In the entries below, find every line holding the string "digits" and collect it.

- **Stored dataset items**
^^^^

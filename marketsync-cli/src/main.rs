//! marketsync
//!
//! Command-line front end for the marketplace wallet and profile screens.

mod commands;
mod config;
mod shutdown;

use clap::Parser;
use commands::Command;
use config::ConfigLoader;
use marketsync_sdk::cancel::cancellation;
use shutdown::spawn_interrupt_handler;
use std::path::PathBuf;
use tracing_subscriber::{EnvFilter, layer::SubscriberExt, util::SubscriberInitExt};

/// Marketplace wallet and profile client
#[derive(Parser, Debug)]
#[command(name = "marketsync")]
#[command(version, about, long_about = None)]
struct Args {
    /// Path to the configuration file
    #[arg(short, long, default_value = "./marketsync.toml")]
    config: PathBuf,

    /// Override the primary backend base URL
    #[arg(long)]
    primary: Option<String>,

    /// Override the per-attempt timeout, in seconds
    #[arg(long)]
    timeout_secs: Option<u64>,

    /// Bearer token for the session
    #[arg(long, env = "MARKETSYNC_TOKEN", hide_env_values = true)]
    token: Option<String>,

    #[command(subcommand)]
    command: Command,
}

#[tokio::main]
async fn main() -> anyhow::Result<()> {
    // Initialize tracing
    init_tracing();

    // Parse command line arguments
    let args = Args::parse();

    tracing::debug!("Starting marketsync v{}", env!("CARGO_PKG_VERSION"));

    // Load configuration
    let loaded_config = ConfigLoader::new(&args.config)
        .with_primary(args.primary)
        .with_timeout_secs(args.timeout_secs)
        .with_token(args.token)
        .load()
        .map_err(|e| {
            tracing::error!("Failed to load configuration: {}", e);
            e
        })?;

    // Ctrl+C rolls back whatever edit is in flight
    let (cancel_handle, cancel) = cancellation();
    let interrupt_task = spawn_interrupt_handler(cancel_handle);

    let result = commands::run(args.command, loaded_config, cancel).await;
    interrupt_task.abort();

    result.map_err(|e| {
        tracing::error!("{:#}", e);
        e
    })
}

/// Initialize the tracing subscriber with environment-based filtering.
fn init_tracing() {
    let filter = EnvFilter::try_from_default_env()
        .unwrap_or_else(|_| EnvFilter::new("info,reqwest=warn"));

    tracing_subscriber::registry()
        .with(filter)
        .with(tracing_subscriber::fmt::layer().with_writer(std::io::stderr))
        .init();
}
//! Payment method drafts and their saved, server-redacted projection.

use serde::{Deserialize, Serialize};

/// The three payment method families the wallet accepts.
#[derive(Debug, Clone, Copy, PartialEq, Eq, Hash, Serialize, Deserialize)]
#[serde(rename_all = "SCREAMING_SNAKE_CASE")]
pub enum PaymentMethodKind {
    Upi,
    Card,
    NetBanking,
}

impl std::fmt::Display for PaymentMethodKind {
    fn fmt(&self, f: &mut std::fmt::Formatter<'_>) -> std::fmt::Result {
        match self {
            PaymentMethodKind::Upi => write!(f, "UPI"),
            PaymentMethodKind::Card => write!(f, "card"),
            PaymentMethodKind::NetBanking => write!(f, "net banking"),
        }
    }
}

/// Type-specific fields of a payment method being entered by the user.
///
/// All values are kept as typed by the user; see
/// [`PaymentMethodDraft::normalized`] for the form sent to the backend.
#[derive(Debug, Clone, PartialEq, Eq, Serialize, Deserialize)]
#[serde(
    tag = "type",
    rename_all = "SCREAMING_SNAKE_CASE",
    rename_all_fields = "camelCase"
)]
pub enum PaymentMethodDetails {
    Upi {
        upi_id: String,
    },
    Card {
        number: String,
        holder_name: String,
        expiry_month: String,
        expiry_year: String,
        cvv: String,
    },
    NetBanking {
        bank_name: String,
        holder_name: String,
        account_number: String,
        /// Re-entry check, never sent to the backend.
        #[serde(default, skip_serializing)]
        confirm_account_number: String,
        #[serde(default, skip_serializing_if = "Option::is_none")]
        ifsc: Option<String>,
    },
}

impl PaymentMethodDetails {
    pub fn kind(&self) -> PaymentMethodKind {
        match self {
            PaymentMethodDetails::Upi { .. } => PaymentMethodKind::Upi,
            PaymentMethodDetails::Card { .. } => PaymentMethodKind::Card,
            PaymentMethodDetails::NetBanking { .. } => PaymentMethodKind::NetBanking,
        }
    }
}

/// A payment method the user is entering, before the backend has seen it.
#[derive(Debug, Clone, PartialEq, Eq, Serialize, Deserialize)]
#[serde(rename_all = "camelCase")]
pub struct PaymentMethodDraft {
    #[serde(flatten)]
    pub details: PaymentMethodDetails,
    #[serde(default)]
    pub is_default: bool,
}

impl PaymentMethodDraft {
    pub fn new(details: PaymentMethodDetails) -> Self {
        Self {
            details,
            is_default: false,
        }
    }

    pub fn upi(upi_id: impl Into<String>) -> Self {
        Self::new(PaymentMethodDetails::Upi {
            upi_id: upi_id.into(),
        })
    }

    pub fn as_default(mut self) -> Self {
        self.is_default = true;
        self
    }

    pub fn kind(&self) -> PaymentMethodKind {
        self.details.kind()
    }

    /// The form sent to the backend: text fields trimmed, card and account
    /// numbers reduced to their digits.
    pub fn normalized(&self) -> Self {
        let details = match &self.details {
            PaymentMethodDetails::Upi { upi_id } => PaymentMethodDetails::Upi {
                upi_id: upi_id.trim().to_string(),
            },
            PaymentMethodDetails::Card {
                number,
                holder_name,
                expiry_month,
                expiry_year,
                cvv,
            } => PaymentMethodDetails::Card {
                number: digits(number),
                holder_name: holder_name.trim().to_string(),
                expiry_month: expiry_month.trim().to_string(),
                expiry_year: expiry_year.trim().to_string(),
                cvv: cvv.trim().to_string(),
            },
            PaymentMethodDetails::NetBanking {
                bank_name,
                holder_name,
                account_number,
                confirm_account_number,
                ifsc,
            } => PaymentMethodDetails::NetBanking {
                bank_name: bank_name.trim().to_string(),
                holder_name: holder_name.trim().to_string(),
                account_number: digits(account_number),
                confirm_account_number: digits(confirm_account_number),
                ifsc: ifsc
                    .as_deref()
                    .map(|code| code.trim().to_ascii_uppercase())
                    .filter(|code| !code.is_empty()),
            },
        };
        Self {
            details,
            is_default: self.is_default,
        }
    }
}

/// Keep only ASCII digits.
pub fn digits(value: &str) -> String {
    value.chars().filter(char::is_ascii_digit).collect()
}

/// A payment method as acknowledged by the backend.
///
/// Sensitive fields are redacted server-side (cards keep only their last
/// four digits). Values of this type only come from deserializing a server
/// response; the client never fabricates one.
#[derive(Debug, Clone, PartialEq, Eq, Serialize, Deserialize)]
#[serde(rename_all = "camelCase")]
pub struct SavedPaymentMethod {
    #[serde(alias = "_id")]
    id: String,
    #[serde(rename = "type")]
    kind: PaymentMethodKind,
    #[serde(default, skip_serializing_if = "Option::is_none")]
    upi_id: Option<String>,
    #[serde(default, skip_serializing_if = "Option::is_none")]
    last4: Option<String>,
    #[serde(default, skip_serializing_if = "Option::is_none")]
    bank_name: Option<String>,
    #[serde(default, skip_serializing_if = "Option::is_none")]
    holder_name: Option<String>,
    #[serde(default)]
    is_default: bool,
}

impl SavedPaymentMethod {
    pub fn id(&self) -> &str {
        &self.id
    }

    pub fn kind(&self) -> PaymentMethodKind {
        self.kind
    }

    pub fn upi_id(&self) -> Option<&str> {
        self.upi_id.as_deref()
    }

    pub fn last4(&self) -> Option<&str> {
        self.last4.as_deref()
    }

    pub fn bank_name(&self) -> Option<&str> {
        self.bank_name.as_deref()
    }

    pub fn holder_name(&self) -> Option<&str> {
        self.holder_name.as_deref()
    }

    pub fn is_default(&self) -> bool {
        self.is_default
    }

    /// Copy with the default flag changed, used to build optimistic
    /// proposals. The backend's answer replaces it on reconciliation.
    pub fn with_default_flag(&self, is_default: bool) -> Self {
        Self {
            is_default,
            ..self.clone()
        }
    }

    /// Short human label, e.g. `card •••• 4242`.
    pub fn label(&self) -> String {
        match self.kind {
            PaymentMethodKind::Upi => {
                format!("UPI {}", self.upi_id.as_deref().unwrap_or("(unknown)"))
            }
            PaymentMethodKind::Card => {
                format!("card •••• {}", self.last4.as_deref().unwrap_or("????"))
            }
            PaymentMethodKind::NetBanking => format!(
                "{} •••• {}",
                self.bank_name.as_deref().unwrap_or("bank account"),
                self.last4.as_deref().unwrap_or("????")
            ),
        }
    }
}

/// `data` schema of the list endpoints.
#[derive(Debug, Clone, PartialEq, Eq, Default, Serialize, Deserialize)]
#[serde(rename_all = "camelCase")]
pub struct PaymentMethodList {
    #[serde(default)]
    pub payment_methods: Vec<SavedPaymentMethod>,
}

/// Flip default flags so that exactly `id` is the default.
///
/// Returns `None` when `id` is not in the list.
pub fn with_single_default(
    methods: &[SavedPaymentMethod],
    id: &str,
) -> Option<Vec<SavedPaymentMethod>> {
    if !methods.iter().any(|m| m.id == id) {
        return None;
    }
    Some(
        methods
            .iter()
            .map(|m| m.with_default_flag(m.id == id))
            .collect(),
    )
}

^^^^

- **EXPECTED ANSWER**
    /// numbers reduced to their digits.
                number: digits(number),
                account_number: digits(account_number),
                confirm_account_number: digits(confirm_account_number),
/// Keep only ASCII digits.
pub fn digits(value: &str) -> String {
/// four digits). Values of this type only come from deserializing a server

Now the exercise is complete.